───── Listed records ─────
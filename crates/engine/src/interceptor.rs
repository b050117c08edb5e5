//! Per-type interceptors.
//!
//! Each interceptor owns the accessors of one object type. Installing it
//! rewires the read accessor of every overridden property to return the
//! forced value, and the write accessor to coerce incoming values before
//! forwarding to the captured original.

use cloak_capability::SymbolSource;
use cloak_dispatch::{DispatchHost, EntryPoint, Rewire, Strategy};
use cloak_profiles::{MergedOverrides, PropertyValue};

use crate::context::EngineContext;
use crate::error::{EngineError, ErrorKind, Result, Step};
use crate::property::{Property, TargetKind};
use crate::report::ApplyReport;
use crate::toolkit::{Accessor, Toolkit};

#[cfg(test)]
mod tests;

bitflags::bitflags! {
	/// Interceptors enabled for an engine.
	#[derive(Debug, Clone, Copy, PartialEq, Eq, Hash)]
	pub struct InterceptorSet: u8 {
		const WINDOW = 1 << 0;
		const APPLICATION = 1 << 1;
	}
}

/// Interceptor for one object type.
#[derive(Debug, Clone, Copy, PartialEq, Eq, Hash)]
pub enum ObjectInterceptor {
	Window,
	Application,
}

impl ObjectInterceptor {
	pub const ALL: [ObjectInterceptor; 2] = [Self::Window, Self::Application];

	pub const fn name(self) -> &'static str {
		match self {
			Self::Window => "window",
			Self::Application => "application",
		}
	}

	/// Higher priorities install first.
	pub const fn priority(self) -> i32 {
		match self {
			Self::Window => 100,
			Self::Application => 50,
		}
	}

	pub const fn target(self) -> TargetKind {
		match self {
			Self::Window => TargetKind::Window,
			Self::Application => TargetKind::Application,
		}
	}

	pub const fn as_set(self) -> InterceptorSet {
		match self {
			Self::Window => InterceptorSet::WINDOW,
			Self::Application => InterceptorSet::APPLICATION,
		}
	}

	/// Interceptors in `set`, highest priority first.
	pub fn selected(set: InterceptorSet) -> Vec<ObjectInterceptor> {
		let mut selected: Vec<_> = Self::ALL.into_iter().filter(|i| set.contains(i.as_set())).collect();
		selected.sort_by_key(|i| std::cmp::Reverse(i.priority()));
		selected
	}

	/// Rewires the accessors of every overridden property of this type.
	///
	/// A type the toolkit does not know is skipped with a warning. A property
	/// the type does not expose is counted in `report.skipped`.
	pub(crate) fn install<T: Toolkit, S: SymbolSource>(
		self,
		ctx: &mut EngineContext<T, S>,
		overrides: &MergedOverrides,
		report: &mut ApplyReport,
	) -> Result<()> {
		let class = self.target().class();
		let Some(properties) = overrides.properties(class) else {
			tracing::debug!(domain = "engine", interceptor = self.name(), "no overrides");
			return Ok(());
		};

		if !ctx.toolkit.dispatch().contains_type(class) {
			tracing::warn!(domain = "engine", interceptor = self.name(), class, "type not found; interceptor skipped");
			return Ok(());
		}

		let supported = ctx.supported(class);
		for property in Property::of(self.target()) {
			let Some(value) = properties.get(property.name()) else {
				continue;
			};
			if !supported.contains(property.as_set()) {
				tracing::debug!(domain = "engine", class, property = property.name(), "property not exposed; skipped");
				report.skipped += 1;
				continue;
			}
			report.rewired += ctx.intercept_property(class, property, value)?;
		}

		tracing::info!(domain = "engine", interceptor = self.name(), class, "interceptor installed");
		Ok(())
	}
}

impl<T: Toolkit, S: SymbolSource> EngineContext<T, S> {
	/// Forces `property` on `class` to `value`. Returns the number of
	/// accessors newly rewired.
	pub(crate) fn intercept_property(&mut self, class: &str, property: Property, value: &PropertyValue) -> Result<usize> {
		let mut rewired = 0;

		if !self.dispatch.is_rewired(class, property.name()) {
			let entry = self.replacement(property, Accessor::Getter, value)?;
			let replacement_operation = format!("cloak_{}", property.name());
			let signature = property.getter_signature();
			self.dispatch
				.intercept(
					self.toolkit.dispatch(),
					&Rewire {
						class,
						operation: property.name(),
						replacement_operation: &replacement_operation,
						entry,
						signature: &signature,
						strategy: Strategy::Exchange,
					},
				)
				.map_err(EngineError::dispatch)?;
			rewired += 1;
		}

		if let Some(setter) = property.setter()
			&& !self.dispatch.is_rewired(class, setter)
		{
			// The coercing setter forwards to the original, so capture first.
			let original = self
				.dispatch
				.capture(&*self.toolkit.dispatch(), class, setter)
				.map_err(EngineError::dispatch)?;
			let entry = self.replacement(property, Accessor::Setter { original }, value)?;
			let replacement_operation = format!("cloak_{setter}");
			let signature = property.setter_signature();
			self.dispatch
				.intercept(
					self.toolkit.dispatch(),
					&Rewire {
						class,
						operation: setter,
						replacement_operation: &replacement_operation,
						entry,
						signature: &signature,
						strategy: Strategy::Exchange,
					},
				)
				.map_err(EngineError::dispatch)?;
			rewired += 1;
		}

		tracing::debug!(domain = "engine", class, property = property.name(), %value, "property forced");
		Ok(rewired)
	}

	/// Rebinds the original accessors of `property` on `class`.
	pub(crate) fn release_property(&mut self, class: &str, property: Property) -> Result<()> {
		if let Some(setter) = property.setter() {
			self.dispatch
				.restore(self.toolkit.dispatch(), class, setter)
				.map_err(|err| EngineError::new(Step::Rewire, err))?;
		}
		self.dispatch
			.restore(self.toolkit.dispatch(), class, property.name())
			.map_err(|err| EngineError::new(Step::Rewire, err))
	}

	fn replacement(&mut self, property: Property, accessor: Accessor, value: &PropertyValue) -> Result<EntryPoint> {
		self.toolkit.replacement(property, accessor, value).ok_or_else(|| {
			let operation = match accessor {
				Accessor::Getter => property.name(),
				Accessor::Setter { .. } => property.setter().unwrap_or(property.name()),
			};
			tracing::error!(domain = "engine", operation, "toolkit cannot express replacement");
			EngineError::new(
				Step::Rewire,
				ErrorKind::NoReplacement {
					operation: operation.to_string(),
				},
			)
		})
	}
}
//! C entry points for the launcher.
//!
//! The launcher calls [`cloak_initialize`] once on the host's main thread,
//! then [`cloak_apply_profiles`] whenever it wants a different set of
//! profiles. Both return `false` on failure; the second also writes a
//! diagnostic naming the failed step into a caller buffer. Errors and panics
//! stop here and never unwind into the host.

use std::any::Any;
use std::ffi::{CStr, c_char};
use std::panic::{self, AssertUnwindSafe};

use cloak_capability::SymbolSource;

use crate::engine::Engine;
use crate::error::{EngineError, ErrorKind, Result, Step};
use crate::toolkit::Toolkit;


#[cfg(target_os = "macos")]
pub use exports::{cloak_apply_profiles, cloak_initialize};
#[cfg(target_os = "macos")]
pub(crate) use exports::with_engine;

/// Runs `f`, turning an error or a panic into a diagnostic string.
#[cfg_attr(not(target_os = "macos"), allow(dead_code))]
pub(crate) fn guarded(entry: &'static str, f: impl FnOnce() -> Result<()>) -> std::result::Result<(), String> {
	match panic::catch_unwind(AssertUnwindSafe(f)) {
		Ok(Ok(())) => Ok(()),
		Ok(Err(err)) => {
			tracing::error!(domain = "ffi", entry, step = %err.step(), error = %err, "call failed");
			Err(err.to_string())
		}
		Err(payload) => {
			let message = panic_message(payload.as_ref());
			tracing::error!(domain = "ffi", entry, panic = message.as_str(), "call panicked");
			Err(EngineError::new(Step::Apply, ErrorKind::Panicked(message)).to_string())
		}
	}
}

#[cfg_attr(not(target_os = "macos"), allow(dead_code))]
fn panic_message(payload: &(dyn Any + Send)) -> String {
	if let Some(message) = payload.downcast_ref::<&str>() {
		(*message).to_string()
	} else if let Some(message) = payload.downcast_ref::<String>() {
		message.clone()
	} else {
		"unknown panic payload".to_string()
	}
}

/// Stores `engine` in `slot`, then installs its configured profiles.
///
/// The engine stays in the slot when the install fails so a later
/// [`Engine::apply_profiles`] with corrected names can still succeed.
#[cfg_attr(not(target_os = "macos"), allow(dead_code))]
pub(crate) fn adopt<T: Toolkit, S: SymbolSource>(slot: &mut Option<Engine<T, S>>, engine: Engine<T, S>) -> Result<()> {
	slot.insert(engine).install_configured().map(drop)
}

/// Reads `len` profile names from a C array.
///
/// Null entries, invalid UTF-8 and blank names are skipped with a warning.
///
/// # Safety
///
/// `names` is null or points to `len` pointers, each null or pointing to a
/// NUL-terminated string that stays valid for the call.
#[cfg_attr(not(target_os = "macos"), allow(dead_code))]
pub(crate) unsafe fn read_names(names: *const *const c_char, len: usize) -> Vec<String> {
	if names.is_null() || len == 0 {
		return Vec::new();
	}
	// SAFETY: the caller guarantees `len` readable pointers at `names`.
	let entries = unsafe { std::slice::from_raw_parts(names, len) };
	entries
		.iter()
		.enumerate()
		.filter_map(|(index, &ptr)| {
			if ptr.is_null() {
				tracing::warn!(domain = "ffi", index, "null profile name skipped");
				return None;
			}
			// SAFETY: non-null entries are NUL-terminated per the contract.
			let Ok(name) = unsafe { CStr::from_ptr(ptr) }.to_str() else {
				tracing::warn!(domain = "ffi", index, "profile name is not UTF-8; skipped");
				return None;
			};
			let name = name.trim();
			(!name.is_empty()).then(|| name.to_string())
		})
		.collect()
}

/// Copies `message` into `buf` as a NUL-terminated string, truncated on a
/// character boundary to fit `cap` bytes.
///
/// # Safety
///
/// `buf` is null or valid for writes of `cap` bytes.
#[cfg_attr(not(target_os = "macos"), allow(dead_code))]
pub(crate) unsafe fn write_error(buf: *mut c_char, cap: usize, message: &str) {
	if buf.is_null() || cap == 0 {
		return;
	}
	let mut end = message.len().min(cap - 1);
	while !message.is_char_boundary(end) {
		end -= 1;
	}
	// SAFETY: `end < cap` and the caller guarantees `cap` writable bytes.
	unsafe {
		std::ptr::copy_nonoverlapping(message.as_ptr(), buf.cast::<u8>(), end);
		*buf.add(end) = 0;
	}
}

#[cfg(target_os = "macos")]
mod exports {
	use std::cell::RefCell;
	use std::ffi::c_char;
	use std::sync::Arc;

	use cloak_capability::CapabilityResolver;
	use cloak_profiles::ProfileRegistry;

	use super::{adopt, guarded, read_names, write_error};
	use crate::config::EngineConfig;
	use crate::engine::Engine;
	use crate::error::{EngineError, ErrorKind, Result, Step};
	use crate::logging;
	use crate::toolkit::appkit::AppKit;

	thread_local! {
		static ENGINE: RefCell<Option<Engine<AppKit>>> = const { RefCell::new(None) };
	}

	/// Runs `f` against this thread's engine.
	///
	/// Fails with [`ErrorKind::Busy`] when called re-entrantly, which happens
	/// when a toolkit notification fires during an engine call.
	pub(crate) fn with_engine<R>(f: impl FnOnce(&mut Engine<AppKit>) -> R) -> Result<R> {
		ENGINE.with(|slot| {
			let mut slot = slot
				.try_borrow_mut()
				.map_err(|_| EngineError::new(Step::Apply, ErrorKind::Busy))?;
			let engine = slot
				.as_mut()
				.ok_or_else(|| EngineError::new(Step::Apply, ErrorKind::NotInitialized))?;
			Ok(f(engine))
		})
	}

	/// Brings up logging and the engine, then installs the profiles named in
	/// `CLOAK_PROFILES`. Calling it again is a successful no-op.
	///
	/// If that install fails the engine is kept, so the launcher can follow
	/// up with [`cloak_apply_profiles`].
	#[unsafe(no_mangle)]
	pub extern "C" fn cloak_initialize() -> bool {
		guarded("cloak_initialize", || {
			let config = EngineConfig::from_env();
			logging::init(&config.log);

			if ENGINE.with(|slot| slot.try_borrow().map_or(true, |engine| engine.is_some())) {
				tracing::info!(domain = "ffi", "already initialized");
				return Ok(());
			}

			let toolkit = AppKit::new().map_err(|err| EngineError::new(Step::Apply, err))?;
			let engine = Engine::connect(
				toolkit,
				CapabilityResolver::system(),
				Arc::new(ProfileRegistry::with_builtins()),
				config,
			);
			ENGINE.with(|slot| {
				let mut slot = slot
					.try_borrow_mut()
					.map_err(|_| EngineError::new(Step::Apply, ErrorKind::Busy))?;
				adopt(&mut *slot, engine)
			})
		})
		.is_ok()
	}

	/// Replaces the installed profiles with `names`.
	///
	/// # Safety
	///
	/// `names` is null or points to `len` pointers to NUL-terminated strings
	/// (null entries allowed). `err_buf` is null or valid for writes of
	/// `err_len` bytes.
	#[unsafe(no_mangle)]
	pub unsafe extern "C" fn cloak_apply_profiles(
		names: *const *const c_char,
		len: usize,
		err_buf: *mut c_char,
		err_len: usize,
	) -> bool {
		// SAFETY: forwarded from this function's contract.
		let names = unsafe { read_names(names, len) };
		let outcome = guarded("cloak_apply_profiles", || {
			with_engine(|engine| engine.apply_profiles(&names).map(drop))?
		});
		let message = outcome.as_ref().err().map_or("", String::as_str);
		// SAFETY: forwarded from this function's contract.
		unsafe { write_error(err_buf, err_len, message) };
		outcome.is_ok()
	}
}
─────
= What the task requires =
Check each line of the material for the string "stays" and say how many lines have it. Give the number only.

= Completed task =
2